El veneno avanza y crece de manera alarmante. Una parte importante de la población, inoculada por ese discurso, termina borrando la condición de niño: porque ya no es un niño, es un maldito MENA. Se ha logrado vaciar el acrónimo de su significado originario y eliminar con ello la empatía. Se ha conseguido despojar al niño de su condición de infancia, de su vulnerabilidad y, sobre todo, de sus derechos.
Victor Klemperer en su obra Lingua Tertii Imperii (LTI, La lengua del Tercer Reich) nos muestra cómo el nazismo transformó el idioma para normalizar la crueldad. No necesitamos acudir únicamente a Klemperer para recordar las consecuencias físicas de la brutalidad nazi; podemos hacerlo también desde la lingüística. Los nazis emplearon acrónimos y jerga burocrática para deshumanizar a los colectivos que pretendían perseguir, conscientes de que transformar a seres humanos en categorías y siglas facilitaba el camino para despojarlos de sus derechos.

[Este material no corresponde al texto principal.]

//! Evaluation of a single [`Definition`] against a disease
use tracing::error;

use crate::annotations::DiseaseAnnotation;
use crate::nosology::Definition;
use crate::{AncestorQuery, HpoTermId};

/// Returns `true` if the disease satisfies the definition
///
/// All constraints must hold, they are checked in this order and the
/// evaluation stops at the first failing one:
///
/// 1. Disease gene: at least one of the genes is a disease gene
/// 2. Excluded terms: no positive annotation is (a descendant of) any of them
/// 3. Onset feature: a neonatal or congenital annotation is (a descendant of) it
/// 4. Minimum counts: enough positive annotations below each of the terms
/// 5. Required terms: every term is matched by a positive annotation
/// 6. Optional terms: at least one term is matched by a positive annotation
///
/// Empty constraints are always satisfied. Annotations with a term that is
/// not part of the ontology are logged and never match.
///
/// # Examples
///
/// ```
/// use nosology::annotations::{AnnotationItem, DiseaseAnnotation, Onset};
/// use nosology::builder::Builder;
/// use nosology::nosology::satisfies;
/// use nosology::{Definition, HpoTermId};
///
/// let mut builder = Builder::new();
/// builder.add_term("All", 1u32, []);
/// builder.add_term("Mode of inheritance", 5u32, [HpoTermId::from(1u32)]);
/// builder.add_term("Phenotypic abnormality", 118u32, [HpoTermId::from(1u32)]);
/// builder.add_term("Onset", 3674u32, [HpoTermId::from(1u32)]);
/// builder.add_term("Abnormality of the skeletal system", 924u32, [HpoTermId::from(118u32)]);
/// builder.add_term("Ligamentous laxity", 1380u32, [HpoTermId::from(924u32)]);
/// let ontology = builder.terms_complete().connect_all_terms().unwrap().build().unwrap();
///
/// let mut disease = DiseaseAnnotation::new(100800u32.into(), "Achondroplasia");
/// disease.add_item(AnnotationItem::new(1380u32.into(), false, Onset::Unknown));
///
/// let mut definition = Definition::builder();
/// definition.required(924u32.into());
/// assert!(satisfies(&definition.build(), &disease, &ontology));
///
/// definition.gene("FGFR3");
/// assert!(!satisfies(&definition.build(), &disease, &ontology));
/// ```
pub fn satisfies<Q: AncestorQuery + ?Sized>(
    definition: &Definition,
    disease: &DiseaseAnnotation,
    query: &Q,
) -> bool {
    has_disease_gene(definition, disease)
        && lacks_excluded_features(definition, disease, query)
        && has_onset_feature(definition, disease, query)
        && has_minimum_counts(definition, disease, query)
        && has_required_features(definition, disease, query)
        && has_optional_features(definition, disease, query)
}

fn has_disease_gene(definition: &Definition, disease: &DiseaseAnnotation) -> bool {
    definition.genes().is_empty()
        || definition
            .genes()
            .iter()
            .any(|symbol| disease.has_gene(symbol))
}

fn lacks_excluded_features<Q: AncestorQuery + ?Sized>(
    definition: &Definition,
    disease: &DiseaseAnnotation,
    query: &Q,
) -> bool {
    definition
        .excluded()
        .iter()
        .all(|excluded| {
            !disease
                .positive_annotations()
                .any(|term| matches(query, *excluded, term, disease))
        })
}

fn has_onset_feature<Q: AncestorQuery + ?Sized>(
    definition: &Definition,
    disease: &DiseaseAnnotation,
    query: &Q,
) -> bool {
    let Some(feature) = definition.onset_feature() else {
        return true;
    };
    let mut early_onset = disease
        .neonatal_annotations()
        .chain(disease.congenital_annotations());
    early_onset.any(|term| matches(query, feature, term, disease))
}

fn has_minimum_counts<Q: AncestorQuery + ?Sized>(
    definition: &Definition,
    disease: &DiseaseAnnotation,
    query: &Q,
) -> bool {
    definition.minimum_counts().iter().all(|constraint| {
        count_matches(query, constraint.term(), disease.positive_annotations(), disease)
            >= constraint.minimum()
    })
}

fn has_required_features<Q: AncestorQuery + ?Sized>(
    definition: &Definition,
    disease: &DiseaseAnnotation,
    query: &Q,
) -> bool {
    let satisfied = definition
        .required()
        .iter()
        .filter(|required| {
            disease
                .positive_annotations()
                .any(|term| matches(query, **required, term, disease))
        })
        .count();
    satisfied == definition.required().len()
}

fn has_optional_features<Q: AncestorQuery + ?Sized>(
    definition: &Definition,
    disease: &DiseaseAnnotation,
    query: &Q,
) -> bool {
    definition.optional().is_empty()
        || definition.optional().iter().any(|optional| {
            disease
                .positive_annotations()
                .any(|term| matches(query, *optional, term, disease))
        })
}

fn count_matches<Q: AncestorQuery + ?Sized>(
    query: &Q,
    ancestor: HpoTermId,
    terms: impl Iterator<Item = HpoTermId>,
    disease: &DiseaseAnnotation,
) -> usize {
    terms
        .filter(|term| matches(query, ancestor, *term, disease))
        .count()
}

/// Checks a single rule term against a single annotation
fn matches<Q: AncestorQuery + ?Sized>(
    query: &Q,
    ancestor: HpoTermId,
    term: HpoTermId,
    disease: &DiseaseAnnotation,
) -> bool {
    match query.is_ancestor_of(ancestor, term) {
        Ok(is_ancestor) => is_ancestor,
        Err(err) => {
            error!(
                "Could not compare {} and {} for disease {}: {}",
                ancestor,
                term,
                disease.name(),
                err
            );
            false
        }
    }
}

El Gobierno tiene en sus manos la dignidad de un país. Pero esa dignidad es especialmente frágil. Los 1.342 MENAs que deambulan por Ceuta se pueden romper en cualquier momento. Deberían estar ya en los centros de protección a la infancia de las comunidades autónomas. No hay espacio para ninguna “reflexión”, si los gobiernos autónomos de PP y Vox se niegan a recibir a los MENAs, la Fiscalía tiene que actuar de oficio y exigir el cumplimiento de la ley.
______________________________
Marcelo Noboa Fiallo es socio de infoLibre.